Even if I did, I shouldn't let Damian feel that way about me. After meeting his family, I realized exactly how screwed up mine was. I couldn't drag him into my mess of a life. He deserved happiness and love, but I didn't know if I could give him that, or if my family would drain it out of him.

What if I was too screwed up to save? Damned by my parents' toxic relationship?

"I like Damian a lot," I said to Monica. "He's a great guy. But I think it's too early to start talking about love, especially with his mother. That's something he and I need to talk about, alone. No offense."

"I'm not offended, dear." She took my hand, turning it over so the palm faced up. Head down, she ran her fingers over the lines on my palm. "I like you, Heidi, but I can't give your relationship with Damian my blessing until I've spent more time with you."

"My relationship with him is something Damian and I should discuss without anyone else involved. I hope you and I can be friends, but honestly, the only person whose opinion matters to me is Damian."

She peered up at me, her head still bowed. "Your lines tell me a lot about you, but what you've said tells me even more."

My mouth had gotten dry, and I couldn't think of any response. What had I said? I wasn't sure which words that came out of my mouth had told her what she needed to know.

She clasped my hand in both of hers and met my gaze. "Your loyalty and spirit are a comfort to me."

Monica released my hand, then walked into the dining hall.

What on earth had she been talking about? I had no idea what our conversation had proved to her. Maybe she'd been reading my palm, and that had comforted her. Whatever.

I wandered into the dining hall, to the table where the Petrescus had gathered. The only empty seat was right next to Damian, so I sat down there.

Damian laid his hand on my thigh and murmured, "Mom saved that seat for you."

"What?"

"Stefan wanted to sit there, but she told him to move his ass. Well, she told him to 'relocate your derriere,' but it's the same thing. She wanted you to sit beside me." He squeezed my thigh, aiming his sweet smile at me. "Mom likes you."

"Oh. I'm glad."

"But not as much as I like you."

Warmth blossomed in my chest, blooming outward until it suffused my entire body. It wasn't lust, though. This feeling stemmed from something softer and sweeter, something that touched a part of me no one had ever managed to touch before. How did Damian always know the right thing to say? How did he pull off being arrogant and dirty but tender and caring too? The contradictions somehow made sense because he was…Damian.

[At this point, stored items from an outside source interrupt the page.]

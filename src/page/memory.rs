//! In-memory page model

use std::collections::{HashMap, HashSet};
use std::sync::{Mutex, MutexGuard, PoisonError};

use super::{EventSource, Region, UiEvent, UiSurface};
use crate::config::SiteConfig;
use crate::helpers::{escape_attr, escape_html};

#[derive(Debug, Clone)]
struct SectionState {
    id: String,
    visible: bool,
    transition: bool,
}

#[derive(Debug, Clone)]
struct NavState {
    target: String,
    active: bool,
}

#[derive(Debug, Default)]
struct PageState {
    sections: Vec<SectionState>,
    nav: Vec<NavState>,
    regions: HashMap<Region, String>,
    bindings: HashMap<EventSource, usize>,
    scroll_resets: usize,
}

/// A page held in memory, the stand-in for a browser document
#[derive(Debug)]
pub struct Page {
    title: String,
    list_section: String,
    detail_section: String,
    home_link: String,
    fragment: Option<String>,
    state: Mutex<PageState>,
}

impl Page {
    /// Build the page described by the site configuration; every section
    /// starts hidden
    pub fn from_config(config: &SiteConfig) -> Self {
        let mut seen = HashSet::new();
        let sections = config
            .all_sections()
            .into_iter()
            .filter(|id| seen.insert(id.clone()))
            .map(|id| SectionState {
                id,
                visible: false,
                transition: false,
            })
            .collect();

        let nav = config
            .nav
            .iter()
            .map(|target| NavState {
                target: target.clone(),
                active: false,
            })
            .collect();

        Self {
            title: config.title.clone(),
            list_section: config.sections.list.clone(),
            detail_section: config.sections.detail.clone(),
            home_link: config.home_link.clone(),
            fragment: None,
            state: Mutex::new(PageState {
                sections,
                nav,
                ..PageState::default()
            }),
        }
    }

    /// Open the page at `fragment`, e.g. `#post-hello`
    pub fn with_fragment(mut self, fragment: &str) -> Self {
        self.fragment = Some(fragment.to_string());
        self
    }

    fn lock(&self) -> MutexGuard<'_, PageState> {
        self.state.lock().unwrap_or_else(PoisonError::into_inner)
    }

    /// Ids of the sections currently shown
    pub fn visible_sections(&self) -> Vec<String> {
        self.lock()
            .sections
            .iter()
            .filter(|s| s.visible)
            .map(|s| s.id.clone())
            .collect()
    }

    pub fn is_visible(&self, id: &str) -> bool {
        self.lock().sections.iter().any(|s| s.id == id && s.visible)
    }

    pub fn in_transition(&self, id: &str) -> bool {
        self.lock().sections.iter().any(|s| s.id == id && s.transition)
    }

    /// Targets of the navigation links currently marked active
    pub fn active_nav(&self) -> Vec<String> {
        self.lock()
            .nav
            .iter()
            .filter(|n| n.active)
            .map(|n| n.target.clone())
            .collect()
    }

    /// Current markup of a region
    pub fn region(&self, region: Region) -> String {
        self.lock().regions.get(&region).cloned().unwrap_or_default()
    }

    /// How many times `source` was bound
    pub fn binding_count(&self, source: EventSource) -> usize {
        self.lock().bindings.get(&source).copied().unwrap_or(0)
    }

    pub fn scroll_resets(&self) -> usize {
        self.lock().scroll_resets
    }

    fn bound(&self, source: EventSource) -> bool {
        self.binding_count(source) > 0
    }

    /// Click a navigation link
    pub fn click_nav(&self, target: &str) -> Option<UiEvent> {
        if !self.bound(EventSource::NavLinks) {
            return None;
        }
        self.lock()
            .nav
            .iter()
            .any(|n| n.target == target)
            .then(|| UiEvent::Navigate(target.to_string()))
    }

    pub fn click_home(&self) -> Option<UiEvent> {
        self.bound(EventSource::HomeLink).then_some(UiEvent::Home)
    }

    pub fn click_back(&self) -> Option<UiEvent> {
        self.bound(EventSource::BackButton).then_some(UiEvent::Back)
    }

    /// Click the card of post `id`, if the list shows one
    pub fn click_post(&self, id: &str) -> Option<UiEvent> {
        if !self.bound(EventSource::PostCards) {
            return None;
        }
        let marker = format!(r#"data-post-id="{}""#, escape_attr(id));
        self.region(Region::PostsContainer)
            .contains(&marker)
            .then(|| UiEvent::OpenPost(id.to_string()))
    }

    /// Click a reload button, if any region shows one
    pub fn click_reload(&self) -> Option<UiEvent> {
        if !self.bound(EventSource::ReloadButtons) {
            return None;
        }
        self.lock()
            .regions
            .values()
            .any(|html| html.contains(r#"data-action="reload""#))
            .then_some(UiEvent::Reload)
    }

    /// Serialize the page as a standalone HTML document
    pub fn to_html(&self) -> String {
        let state = self.lock();
        let region = |r: Region| state.regions.get(&r).cloned().unwrap_or_default();

        let mut nav = format!(
            r##"<a class="nav-link" href="#{}">{}</a>"##,
            escape_attr(&self.home_link),
            escape_html(&self.title)
        );
        for link in &state.nav {
            nav.push_str(&format!(
                r##"<a class="nav-link{}" href="#{}">{}</a>"##,
                if link.active { " active" } else { "" },
                escape_attr(&link.target),
                escape_html(&link.target)
            ));
        }

        let mut body = String::new();
        for section in &state.sections {
            let inner = if section.id == self.list_section {
                format!(
                    r#"<div id="{}">{}</div><div id="{}">{}</div>"#,
                    Region::PostsCount.element_id(),
                    region(Region::PostsCount),
                    Region::PostsContainer.element_id(),
                    region(Region::PostsContainer)
                )
            } else if section.id == self.detail_section {
                format!(
                    r#"<button id="back-btn">←</button><article id="{}">{}</article>"#,
                    Region::ArticleContent.element_id(),
                    region(Region::ArticleContent)
                )
            } else {
                String::new()
            };
            body.push_str(&format!(
                r#"<section id="{}" style="display: {}">{}</section>"#,
                escape_attr(&section.id),
                if section.visible { "block" } else { "none" },
                inner
            ));
        }

        format!(
            "<!DOCTYPE html>\n<html>\n<head>\n<meta charset=\"utf-8\">\n<title>{}</title>\n</head>\n<body>\n<nav>{}</nav>\n<main>{}</main>\n</body>\n</html>\n",
            escape_html(&self.title),
            nav,
            body
        )
    }
}

impl UiSurface for Page {
    fn bind(&self, source: EventSource) {
        *self.lock().bindings.entry(source).or_insert(0) += 1;
    }

    fn sections(&self) -> Vec<String> {
        self.lock().sections.iter().map(|s| s.id.clone()).collect()
    }

    fn set_section_visible(&self, id: &str, visible: bool) {
        if let Some(section) = self.lock().sections.iter_mut().find(|s| s.id == id) {
            section.visible = visible;
        }
    }

    fn set_transition(&self, id: &str, active: bool) {
        if let Some(section) = self.lock().sections.iter_mut().find(|s| s.id == id) {
            section.transition = active;
        }
    }

    fn nav_targets(&self) -> Vec<String> {
        self.lock().nav.iter().map(|n| n.target.clone()).collect()
    }

    fn set_nav_active(&self, target: &str, active: bool) {
        for link in self.lock().nav.iter_mut().filter(|n| n.target == target) {
            link.active = active;
        }
    }

    fn write(&self, region: Region, html: &str) {
        self.lock().regions.insert(region, html.to_string());
    }

    fn scroll_to_top(&self) {
        self.lock().scroll_resets += 1;
    }

    fn fragment(&self) -> Option<String> {
        self.fragment.clone()
    }
}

I didn't get a chance to respond to what he'd said. His brother started talking to him, and I enjoyed listening to their banter. They loved to tease each other, but underneath the sarcasm, I could tell they loved each other. They loved their parents too, and Monica and Adrian adored their sons.

My parents had worried more about whose fault this or that was than about whether I had a happy childhood.

A lump hardened in my throat.

But then Damian squeezed my thigh again, flashing me his heart-melting smile, and I forgot to worry about the past.